In ProdPad we have the following as defaults:
Validation/Discovery
- Reviewing
- Discovery
- Defining
- Design
Development
- Ready for Dev
- In Progress
- QA
- Done
Post-Implementation
- Measuring Success
- Success
- Contact Customers
Not moving forward
- Not Doing
- Duplicate
- Failed
The workflow acts as the hearthstone of the process, connecting your strategy with your development process via integrations with Jira, Azure DevOps, and many other delivery tools. Make sure you update it to reflect your team’s process, so that other stakeholders can understand what stage in the process they are at.
Centralize ProdPad for all ideas
By using ProdPad for gathering all ideas within your business, you will have a home and make sure no idea is lost. With ProdPad separating your product from the development backlog, you can focus on the problem space rather than the solution space. This is valuable, as you can understand what, why, and for whom you're building things for - information that is crucial to building successful products.

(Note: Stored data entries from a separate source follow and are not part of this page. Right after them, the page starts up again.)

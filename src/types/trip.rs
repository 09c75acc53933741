use chrono::{DateTime, NaiveDate};
use serde::{Deserialize, Serialize};

use crate::error::{FieldError, ValidationError};

pub const DEFAULT_START_LOCATION: &str = "Amsterdam Centraal";
pub const DEFAULT_NUMBER_OF_TRAVELERS: u32 = 4;
pub const DEFAULT_MAX_TRAVEL_TIME_PER_DAY: u32 = 6;
pub const DEFAULT_TRANSPORT_TYPE: &str = "Interrail-Global Pass";

const DISPLAY_DATE_FORMAT: &str = "%-d %B %Y";

/// Raw trip parameters as submitted by a client.
///
/// Every field is optional here so that a missing value surfaces as a
/// [`ValidationError`] naming the field instead of an opaque decode failure.
#[derive(Debug, Clone, Default, Serialize, Deserialize)]
#[serde(rename_all = "camelCase")]
pub struct TripRequestPayload {
    #[serde(default, alias = "start_date")]
    pub start_date: Option<String>,
    #[serde(default, alias = "end_date")]
    pub end_date: Option<String>,
    #[serde(default, alias = "preferred_locations")]
    pub preferred_locations: Option<Vec<String>>,
    #[serde(default)]
    pub interests: Option<Vec<String>>,
    #[serde(default, alias = "start_location")]
    pub start_location: Option<String>,
    #[serde(default, alias = "number_of_travelers")]
    pub number_of_travelers: Option<i64>,
    #[serde(default, alias = "max_travel_time_per_day")]
    pub max_travel_time_per_day: Option<i64>,
    #[serde(default, alias = "transport_type")]
    pub transport_type: Option<String>,
}

/// Validated, immutable trip parameters.
#[derive(Debug, Clone, PartialEq, Eq)]
pub struct TripRequest {
    start_date: NaiveDate,
    end_date: NaiveDate,
    preferred_locations: Vec<String>,
    interests: Vec<String>,
    start_location: String,
    number_of_travelers: u32,
    max_travel_time_per_day: u32,
    transport_type: String,
}

impl TripRequest {
    /// Typed constructor; optional fields take their defaults until overridden.
    pub fn builder(
        start_date: NaiveDate,
        end_date: NaiveDate,
        preferred_locations: Vec<String>,
        interests: Vec<String>,
    ) -> TripRequestBuilder {
        TripRequestBuilder {
            start_date,
            end_date,
            preferred_locations,
            interests,
            start_location: DEFAULT_START_LOCATION.to_string(),
            number_of_travelers: DEFAULT_NUMBER_OF_TRAVELERS,
            max_travel_time_per_day: DEFAULT_MAX_TRAVEL_TIME_PER_DAY,
            transport_type: DEFAULT_TRANSPORT_TYPE.to_string(),
        }
    }

    /// Decode raw JSON bytes and validate them.
    ///
    /// Type mismatches are reported with the JSON path of the offending value.
    pub fn from_json(bytes: &[u8]) -> Result<Self, ValidationError> {
        let mut deserializer = serde_json::Deserializer::from_slice(bytes);
        let payload: TripRequestPayload = serde_path_to_error::deserialize(&mut deserializer)
            .map_err(|err| {
                let path = err.path().to_string();
                let field = if path.is_empty() || path == "." {
                    "<root>".to_string()
                } else {
                    path
                };
                ValidationError::single(field, err.into_inner().to_string())
            })?;

        Self::from_payload(payload)
    }

    /// Validate every field of `payload`, collecting all problems before failing.
    pub fn from_payload(payload: TripRequestPayload) -> Result<Self, ValidationError> {
        let mut errors = Vec::new();

        let start_date = required_date("startDate", payload.start_date, &mut errors);
        let end_date = required_date("endDate", payload.end_date, &mut errors);
        let preferred_locations = required_list(
            "preferredLocations",
            payload.preferred_locations,
            &mut errors,
        );
        let interests = required_list("interests", payload.interests, &mut errors);
        let start_location = optional_text(
            "startLocation",
            payload.start_location,
            DEFAULT_START_LOCATION,
            &mut errors,
        );
        let number_of_travelers = positive(
            "numberOfTravelers",
            payload.number_of_travelers,
            DEFAULT_NUMBER_OF_TRAVELERS,
            &mut errors,
        );
        let max_travel_time_per_day = positive(
            "maxTravelTimePerDay",
            payload.max_travel_time_per_day,
            DEFAULT_MAX_TRAVEL_TIME_PER_DAY,
            &mut errors,
        );
        let transport_type = optional_text(
            "transportType",
            payload.transport_type,
            DEFAULT_TRANSPORT_TYPE,
            &mut errors,
        );

        if let (Some(start), Some(end)) = (start_date, end_date) {
            if start > end {
                errors.push(FieldError::new(
                    "endDate",
                    format!("must not be before startDate ({start})"),
                ));
            }
        }

        match (start_date, end_date, preferred_locations, interests) {
            (Some(start_date), Some(end_date), Some(preferred_locations), Some(interests))
                if errors.is_empty() =>
            {
                Ok(Self {
                    start_date,
                    end_date,
                    preferred_locations,
                    interests,
                    start_location,
                    number_of_travelers,
                    max_travel_time_per_day,
                    transport_type,
                })
            }
            _ => Err(ValidationError::new(errors)),
        }
    }

    pub fn start_date(&self) -> NaiveDate {
        self.start_date
    }

    pub fn end_date(&self) -> NaiveDate {
        self.end_date
    }

    pub fn preferred_locations(&self) -> &[String] {
        &self.preferred_locations
    }

    pub fn interests(&self) -> &[String] {
        &self.interests
    }

    pub fn start_location(&self) -> &str {
        &self.start_location
    }

    pub fn number_of_travelers(&self) -> u32 {
        self.number_of_travelers
    }

    pub fn max_travel_time_per_day(&self) -> u32 {
        self.max_travel_time_per_day
    }

    pub fn transport_type(&self) -> &str {
        &self.transport_type
    }

    /// Soft per-leg target: one hour under the hard limit.
    pub fn preferred_travel_time(&self) -> u32 {
        self.max_travel_time_per_day.saturating_sub(1)
    }

    /// e.g. "10 May 2025"
    pub fn formatted_start_date(&self) -> String {
        self.start_date.format(DISPLAY_DATE_FORMAT).to_string()
    }

    pub fn formatted_end_date(&self) -> String {
        self.end_date.format(DISPLAY_DATE_FORMAT).to_string()
    }

    pub fn preferred_locations_string(&self) -> String {
        self.preferred_locations.join(", ")
    }

    pub fn interests_string(&self) -> String {
        self.interests.join(", ")
    }
}

/// Builder returned by [`TripRequest::builder`].
#[derive(Debug, Clone)]
pub struct TripRequestBuilder {
    start_date: NaiveDate,
    end_date: NaiveDate,
    preferred_locations: Vec<String>,
    interests: Vec<String>,
    start_location: String,
    number_of_travelers: u32,
    max_travel_time_per_day: u32,
    transport_type: String,
}

impl TripRequestBuilder {
    pub fn with_start_location(mut self, start_location: impl Into<String>) -> Self {
        self.start_location = start_location.into();
        self
    }

    pub fn with_number_of_travelers(mut self, number_of_travelers: u32) -> Self {
        self.number_of_travelers = number_of_travelers;
        self
    }

    pub fn with_max_travel_time_per_day(mut self, hours: u32) -> Self {
        self.max_travel_time_per_day = hours;
        self
    }

    pub fn with_transport_type(mut self, transport_type: impl Into<String>) -> Self {
        self.transport_type = transport_type.into();
        self
    }

    /// Run the same checks as [`TripRequest::from_payload`].
    pub fn build(self) -> Result<TripRequest, ValidationError> {
        TripRequest::from_payload(TripRequestPayload {
            start_date: Some(self.start_date.to_string()),
            end_date: Some(self.end_date.to_string()),
            preferred_locations: Some(self.preferred_locations),
            interests: Some(self.interests),
            start_location: Some(self.start_location),
            number_of_travelers: Some(i64::from(self.number_of_travelers)),
            max_travel_time_per_day: Some(i64::from(self.max_travel_time_per_day)),
            transport_type: Some(self.transport_type),
        })
    }
}

/// Accepts `YYYY-MM-DD`, or an RFC 3339 timestamp whose date part is used.
pub fn parse_date(raw: &str) -> Option<NaiveDate> {
    let raw = raw.trim();
    NaiveDate::parse_from_str(raw, "%Y-%m-%d")
        .ok()
        .or_else(|| DateTime::parse_from_rfc3339(raw).ok().map(|dt| dt.date_naive()))
}

fn required_date(
    field: &str,
    value: Option<String>,
    errors: &mut Vec<FieldError>,
) -> Option<NaiveDate> {
    let Some(raw) = value.filter(|raw| !raw.trim().is_empty()) else {
        errors.push(FieldError::new(field, "is required"));
        return None;
    };

    let parsed = parse_date(&raw);
    if parsed.is_none() {
        errors.push(FieldError::new(
            field,
            format!("{raw:?} is not a valid date (expected YYYY-MM-DD)"),
        ));
    }
    parsed
}

fn required_list(
    field: &str,
    value: Option<Vec<String>>,
    errors: &mut Vec<FieldError>,
) -> Option<Vec<String>> {
    let Some(items) = value else {
        errors.push(FieldError::new(field, "is required"));
        return None;
    };

    if items.is_empty() {
        errors.push(FieldError::new(field, "must contain at least one entry"));
        return None;
    }

    let mut valid = true;
    let mut cleaned = Vec::with_capacity(items.len());
    for (idx, item) in items.into_iter().enumerate() {
        let trimmed = item.trim();
        if trimmed.is_empty() {
            errors.push(FieldError::new(format!("{field}[{idx}]"), "must not be blank"));
            valid = false;
        } else {
            cleaned.push(trimmed.to_string());
        }
    }

    valid.then_some(cleaned)
}

fn optional_text(
    field: &str,
    value: Option<String>,
    default: &str,
    errors: &mut Vec<FieldError>,
) -> String {
    match value {
        None => default.to_string(),
        Some(text) if text.trim().is_empty() => {
            errors.push(FieldError::new(field, "must not be blank"));
            default.to_string()
        }
        Some(text) => text.trim().to_string(),
    }
}

fn positive(field: &str, value: Option<i64>, default: u32, errors: &mut Vec<FieldError>) -> u32 {
    match value {
        None => default,
        Some(number) => match u32::try_from(number) {
            Ok(number) if number > 0 => number,
            _ => {
                errors.push(FieldError::new(
                    field,
                    format!("must be a positive integer (got {number})"),
                ));
                default
            }
        },
    }
}

#[cfg(test)]
mod tests {
    use super::*;
    use serde_json::json;

    fn date(raw: &str) -> NaiveDate {
        NaiveDate::parse_from_str(raw, "%Y-%m-%d").unwrap()
    }

    fn strings(items: &[&str]) -> Vec<String> {
        items.iter().map(|s| s.to_string()).collect()
    }

    #[test]
    fn test_builder_applies_defaults() {
        let request = TripRequest::builder(
            date("2025-05-10"),
            date("2025-05-20"),
            strings(&["Paris"]),
            strings(&["culture"]),
        )
        .build()
        .unwrap();

        assert_eq!(request.start_location(), "Amsterdam Centraal");
        assert_eq!(request.number_of_travelers(), 4);
        assert_eq!(request.max_travel_time_per_day(), 6);
        assert_eq!(request.transport_type(), "Interrail-Global Pass");
        assert_eq!(request.preferred_travel_time(), 5);
    }

    #[test]
    fn test_derived_accessors() {
        let request = TripRequest::builder(
            date("2025-05-10"),
            date("2025-05-20"),
            strings(&["Paris", "Zurich", "Milan"]),
            strings(&["culture", "local food"]),
        )
        .build()
        .unwrap();

        assert_eq!(request.formatted_start_date(), "10 May 2025");
        assert_eq!(request.formatted_end_date(), "20 May 2025");
        assert_eq!(
            request.formatted_start_date(),
            date("2025-05-10").format("%-d %B %Y").to_string()
        );
        assert_eq!(request.preferred_locations_string(), "Paris, Zurich, Milan");
        assert_eq!(request.interests_string(), "culture, local food");
    }

    #[test]
    fn test_from_json_camel_case() {
        let body = json!({
            "startDate": "2025-05-10",
            "endDate": "2025-05-20",
            "preferredLocations": ["Paris", "Zurich"],
            "interests": ["hiking"],
            "numberOfTravelers": 2,
            "maxTravelTimePerDay": 4,
            "transportType": "Eurail Pass"
        });

        let request = TripRequest::from_json(body.to_string().as_bytes()).unwrap();
        assert_eq!(request.number_of_travelers(), 2);
        assert_eq!(request.max_travel_time_per_day(), 4);
        assert_eq!(request.transport_type(), "Eurail Pass");
        assert_eq!(request.start_location(), DEFAULT_START_LOCATION);
    }

    #[test]
    fn test_from_json_snake_case_aliases() {
        let body = json!({
            "start_date": "2025-05-10",
            "end_date": "2025-05-10",
            "preferred_locations": ["Ghent"],
            "interests": ["beer"],
            "start_location": "Brussels-Midi"
        });

        let request = TripRequest::from_json(body.to_string().as_bytes()).unwrap();
        assert_eq!(request.start_location(), "Brussels-Midi");
        assert_eq!(request.start_date(), request.end_date());
    }

    #[test]
    fn test_missing_fields_are_all_reported() {
        let err = TripRequest::from_json(br#"{"interests": ["art"]}"#).unwrap_err();

        assert!(err.has_field("startDate"));
        assert!(err.has_field("endDate"));
        assert!(err.has_field("preferredLocations"));
        assert!(!err.has_field("interests"));
    }

    #[test]
    fn test_rejects_bad_values() {
        let payload = TripRequestPayload {
            start_date: Some("2025-05-20".to_string()),
            end_date: Some("2025-05-10".to_string()),
            preferred_locations: Some(strings(&["Paris", "  "])),
            interests: Some(vec![]),
            number_of_travelers: Some(0),
            max_travel_time_per_day: Some(-3),
            ..Default::default()
        };

        let err = TripRequest::from_payload(payload).unwrap_err();
        assert!(err.has_field("endDate"));
        assert!(err.has_field("preferredLocations[1]"));
        assert!(err.has_field("interests"));
        assert!(err.has_field("numberOfTravelers"));
        assert!(err.has_field("maxTravelTimePerDay"));
    }

    #[test]
    fn test_builder_rejects_zero_hours() {
        let err = TripRequest::builder(
            date("2025-05-10"),
            date("2025-05-20"),
            strings(&["Paris"]),
            strings(&["culture"]),
        )
        .with_max_travel_time_per_day(0)
        .build()
        .unwrap_err();

        assert_eq!(err.field_names(), vec!["maxTravelTimePerDay"]);
    }

    #[test]
    fn test_type_mismatch_names_path() {
        let err = TripRequest::from_json(
            br#"{"startDate": "2025-05-10", "endDate": "2025-05-12", "preferredLocations": "Paris", "interests": ["x"]}"#,
        )
        .unwrap_err();

        assert_eq!(err.field_names(), vec!["preferredLocations"]);
    }

    #[test]
    fn test_invalid_date_and_timestamp() {
        assert_eq!(parse_date("2025-05-10"), Some(date("2025-05-10")));
        assert_eq!(
            parse_date("2025-05-10T08:30:00+02:00"),
            Some(date("2025-05-10"))
        );
        assert_eq!(parse_date("10/05/2025"), None);
    }
}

Consider how you currently or could encourage colleagues to use ProdPad to capture ideas:
- How are new ideas shared with the product team?
- How can you make it easy for colleagues to add ideas from where they are working e.g. Slack app or Chrome extension?

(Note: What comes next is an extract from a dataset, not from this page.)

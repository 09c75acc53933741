pub mod itinerary;
pub mod trip;

pub use itinerary::{ItineraryResult, TokenUsage};
pub use trip::{TripRequest, TripRequestBuilder, TripRequestPayload};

- How often will you need to review ideas and nurture your backlog?
Prioritizing ideas
To help prioritize your backlog and adjust your roadmap based on your team's workload, you can set an Impact & Effort score for each idea.
Things to consider when deciding how to prioritize ideas with ProdPad:
- You might want to have a stage in your workflow where you will prioritize an idea, this could be upon initial review and again after more detailed scoping.
- This is not intended to replace more detailed scoring such as story points, you are noting the high-level business impact and delivery effort of different ideas to help determine which of them should be validated and where to spend your time effectively. Our simple priority scoring mechanism allows the prioritization of ideas to be constantly reviewed and refined.
- Should be “relative” (i.e. impact of Feature X > Feature Y)
- Consider aligning by creating a definition document
Common questions
How do I import my backlog from other tools?
Normally customers export all ideas that are not currently in development and import them via CSV into ProdPad. This provides a nice opportunity to tidy up your backlog before importing them into ProdPad. This allows you to start as you mean to go on, only pushing items to your delivery tool e.g. Jira once they have been prioritized and fully scoped.
When should I send ideas from ProdPad to my delivery tool e.g. Jira/Azure DevOps?
The ideal situation is an idea would be fully scoped and defined, with designs, functional spec in ProdPad before it is sent to the development tool e.g. Jira or Azure DevOps. We appreciate that this ideal is something that many teams are working towards or is not possible based on team structure and processes, but not to worry, the main thing is that you have a defined point in ProdPad when ideas are pushed to the development tool and use ProdPad for validation and prioritization.
How should ideas map to our development tool e.g. Jira/Azure DevOps?
Ideas are usually mapped to Epics and User Stories to Stories. However, you are able to create any ticket type from Ideas and User Stories, as required, depending on how your development teams work. It's worth remembering the best way to maximize value from ProdPad is to handle all Discovery, Validation and Scoping within ProdPad before pushing it to your development tool. As such, the ideas should become precise, decreet pieces of work that are then sent to the development tool to be worked on. If you work in different ways, you are able to create different integrations depending on your setup, just be sure to name them so they're easy to identify which is the right integration to send it to for the right scenario!